Дениза снова побледнела. Перед ней был сам Муре. Никто не произнес его имени, он сам назвал себя, и теперь она догадывалась, она понимала, почему при виде этого молодого человека ею овладело такое волнение – на улице, и в отделе шелков, и теперь. От этого волнения, в котором она сама не могла хорошенько разобраться, на сердце у нее становилось все тяжелее, как от непосильного бремени. Ей припомнились все истории, рассказанные дядей; они возвеличивали Муре, окружали его ореолом, делали его властелином страшной машины, которая с самого утра держала ее железными зубьями своих колес. И за его красивой головой, за его глазами цвета старого золота, за его холеной бородой ей почудился образ умершей женщины, г-жи Эдуэн, кровью которой цементированы камни этого дома. И, как вчера, по телу ее пробежала дрожь; она решила, что просто боится его.

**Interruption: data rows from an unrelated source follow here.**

// SPDX-License-Identifier: BSD-3-Clause
// Copyright (c) 2026 Aleksandr Ptakhin

use serde::{Deserialize, Serialize};
use std::fmt;
use utoipa::ToSchema;

/// ISO 639 language code, optionally with a region suffix ("en", "pt_BR").
#[derive(Debug, Clone, PartialEq, Eq, Hash, Serialize, Deserialize, ToSchema)]
#[serde(try_from = "String", into = "String")]
pub struct LanguageCode(String);

impl LanguageCode {
    pub fn parse(raw: &str) -> Option<Self> {
        let (lang, region) = match raw.split_once('_') {
            Some((lang, region)) => (lang, Some(region)),
            None => (raw, None),
        };

        let lang_ok = (2..=3).contains(&lang.len()) && lang.chars().all(|c| c.is_ascii_lowercase());
        let region_ok = region.map_or(true, |r| {
            r.len() == 2 && r.chars().all(|c| c.is_ascii_uppercase())
        });

        (lang_ok && region_ok).then(|| LanguageCode(raw.to_string()))
    }

    pub fn as_str(&self) -> &str {
        &self.0
    }
}

impl Default for LanguageCode {
    fn default() -> Self {
        LanguageCode("en".to_string())
    }
}

impl fmt::Display for LanguageCode {
    fn fmt(&self, f: &mut fmt::Formatter<'_>) -> fmt::Result {
        f.write_str(&self.0)
    }
}

impl TryFrom<String> for LanguageCode {
    type Error = String;

    fn try_from(value: String) -> Result<Self, Self::Error> {
        LanguageCode::parse(&value).ok_or_else(|| format!("'{value}' is not a language code"))
    }
}

impl From<LanguageCode> for String {
    fn from(code: LanguageCode) -> Self {
        code.0
    }
}

/// ISO 4217 currency code ("USD", "EUR").
#[derive(Debug, Clone, PartialEq, Eq, Hash, Serialize, Deserialize, ToSchema)]
#[serde(try_from = "String", into = "String")]
pub struct CurrencyCode(String);

impl CurrencyCode {
    pub fn parse(raw: &str) -> Option<Self> {
        (raw.len() == 3 && raw.chars().all(|c| c.is_ascii_uppercase()))
            .then(|| CurrencyCode(raw.to_string()))
    }

    pub fn as_str(&self) -> &str {
        &self.0
    }
}

impl Default for CurrencyCode {
    fn default() -> Self {
        CurrencyCode("USD".to_string())
    }
}

impl fmt::Display for CurrencyCode {
    fn fmt(&self, f: &mut fmt::Formatter<'_>) -> fmt::Result {
        f.write_str(&self.0)
    }
}

impl TryFrom<String> for CurrencyCode {
    type Error = String;

    fn try_from(value: String) -> Result<Self, Self::Error> {
        CurrencyCode::parse(&value).ok_or_else(|| format!("'{value}' is not a currency code"))
    }
}

impl From<CurrencyCode> for String {
    fn from(code: CurrencyCode) -> Self {
        code.0
    }
}

/// Per-request scope handed to the search strategy.
///
/// Locale and currency only affect how results are displayed; they never
/// narrow the set of matching index rows.
#[derive(Debug, Clone, PartialEq, Eq)]
pub struct RequestContext {
    pub channel_code: String,
    pub language_code: LanguageCode,
    pub currency_code: CurrencyCode,
}

#[cfg(test)]
mod tests {
    use super::*;

    #[test]
    fn test_language_code_parse() {
        assert!(LanguageCode::parse("en").is_some());
        assert!(LanguageCode::parse("pt_BR").is_some());
        assert!(LanguageCode::parse("haw").is_some());
        assert!(LanguageCode::parse("EN").is_none());
        assert!(LanguageCode::parse("en_br").is_none());
        assert!(LanguageCode::parse("").is_none());
        assert!(LanguageCode::parse("english").is_none());
    }

    #[test]
    fn test_currency_code_parse() {
        assert_eq!(CurrencyCode::parse("USD").unwrap().as_str(), "USD");
        assert!(CurrencyCode::parse("usd").is_none());
        assert!(CurrencyCode::parse("US").is_none());
    }

    #[test]
    fn test_codes_serialize_as_plain_strings() {
        let code = CurrencyCode::parse("EUR").unwrap();
        assert_eq!(serde_json::to_string(&code).unwrap(), "\"EUR\"");
        let lang: LanguageCode = serde_json::from_str("\"de\"").unwrap();
        assert_eq!(lang.to_string(), "de");
        assert!(serde_json::from_str::<LanguageCode>("\"German\"").is_err());
    }
}
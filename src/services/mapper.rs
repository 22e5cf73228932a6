// SPDX-License-Identifier: BSD-3-Clause
// Copyright (c) 2026 Aleksandr Ptakhin

//! Conversion of raw query rows into API results.

use crate::error::{Result, SearchError};
use crate::models::context::CurrencyCode;
use crate::models::ids::{Id, IdList};
use crate::models::index::{IndexColumn, RawSearchRow};
use crate::models::search::SearchResult;

fn parse_id(column: IndexColumn, raw: &str) -> Result<Id> {
    Id::parse(raw).map_err(|source| SearchError::CorruptIndexRow {
        column: column.as_str(),
        source,
    })
}

fn parse_ids(column: IndexColumn, raw: &str) -> Result<IdList> {
    IdList::parse_delimited(raw).map_err(|source| SearchError::CorruptIndexRow {
        column: column.as_str(),
        source,
    })
}

/// Map one result row into a [`SearchResult`] priced in `currency_code`.
///
/// Pure and deterministic. Delimited facet columns are split, trimmed and
/// de-duplicated in first-seen order, which turns the concatenation produced
/// by grouping into a set union.
pub fn map_to_search_result(
    row: &RawSearchRow,
    currency_code: &CurrencyCode,
) -> Result<SearchResult> {
    Ok(SearchResult {
        sku: row.sku.clone(),
        slug: row.slug.clone(),
        product_id: parse_id(IndexColumn::ProductId, &row.product_id)?,
        product_name: row.product_name.clone(),
        product_preview: row.product_preview.clone(),
        product_variant_id: parse_id(IndexColumn::ProductVariantId, &row.product_variant_id)?,
        product_variant_name: row.product_variant_name.clone(),
        product_variant_preview: row.product_variant_preview.clone(),
        price: row.price,
        currency_code: currency_code.clone(),
        description: row.description.clone(),
        facet_ids: parse_ids(IndexColumn::FacetIds, &row.facet_ids)?.into_vec(),
        facet_value_ids: parse_ids(IndexColumn::FacetValueIds, &row.facet_value_ids)?.into_vec(),
        score: row.score,
    })
}

/// Parse the aggregated facet value ids of a whole match set.
///
/// `None` is what the aggregate yields over zero rows.
pub fn map_facet_union(raw: Option<&str>) -> Result<IdList> {
    match raw {
        Some(raw) => parse_ids(IndexColumn::FacetValueIds, raw),
        None => Ok(IdList::new()),
    }
}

Между тем г-жа Орели сложила список. Ей требовалась только одна продавщица, а было записано уже десять желающих. Но слишком ей хотелось угодить хозяину, чтобы колебаться. Просьба пойдет своим чередом, инспектор Жув наведет справки, даст заключение – тогда заведующая решит.
– Хорошо, мадемуазель, – величественно произнесла она, дабы сохранить свой авторитет. – Вам напишут.
Дениза в смущении постояла еще с минуту, не зная, как уйти от всех этих чужих людей. Наконец она поблагодарила г-жу Орели; проходя мимо Муре и Бурдонкля, она поклонилась им, но они уже больше не обращали на нее внимания и даже не ответили на ее поклон, – они вместе с г-жою Фредерик внимательно разглядывали модель нового манто.
Клара с видом оскорбленной белоручки перемигнулась с Маргаритой, как бы предвещая, что новая продавщица встретит в их отделе не особенно дружелюбное отношение. Дениза, вероятно, чувствовала за спиной это безразличие и недоброжелательство; она спускалась по лестнице с той же тревогой, с какой и всходила; тоскливо спрашивала она себя, радоваться ей или огорчаться тому, что она пришла сюда? Может ли она рассчитывать на место? Она снова начала сомневаться: от смущения она никак не могла понять, чего же ей ждать. Из сегодняшних впечатлений особенно ярки были два, которые мало-помалу и стерли остальные: сильное до ужаса впечатление, произведенное на нее Муре, и любезность Гютена, явившаяся в то утро единственной ее отрадой и оставившая в ней восхитительно нежное воспоминание, наполнявшее ее благодарностью. Проходя по магазину к выходу, она глазами искала юношу, радуясь мысли, что может еще раз хоть взглядом поблагодарить его, и очень огорчилась, что он не встретился на ее пути.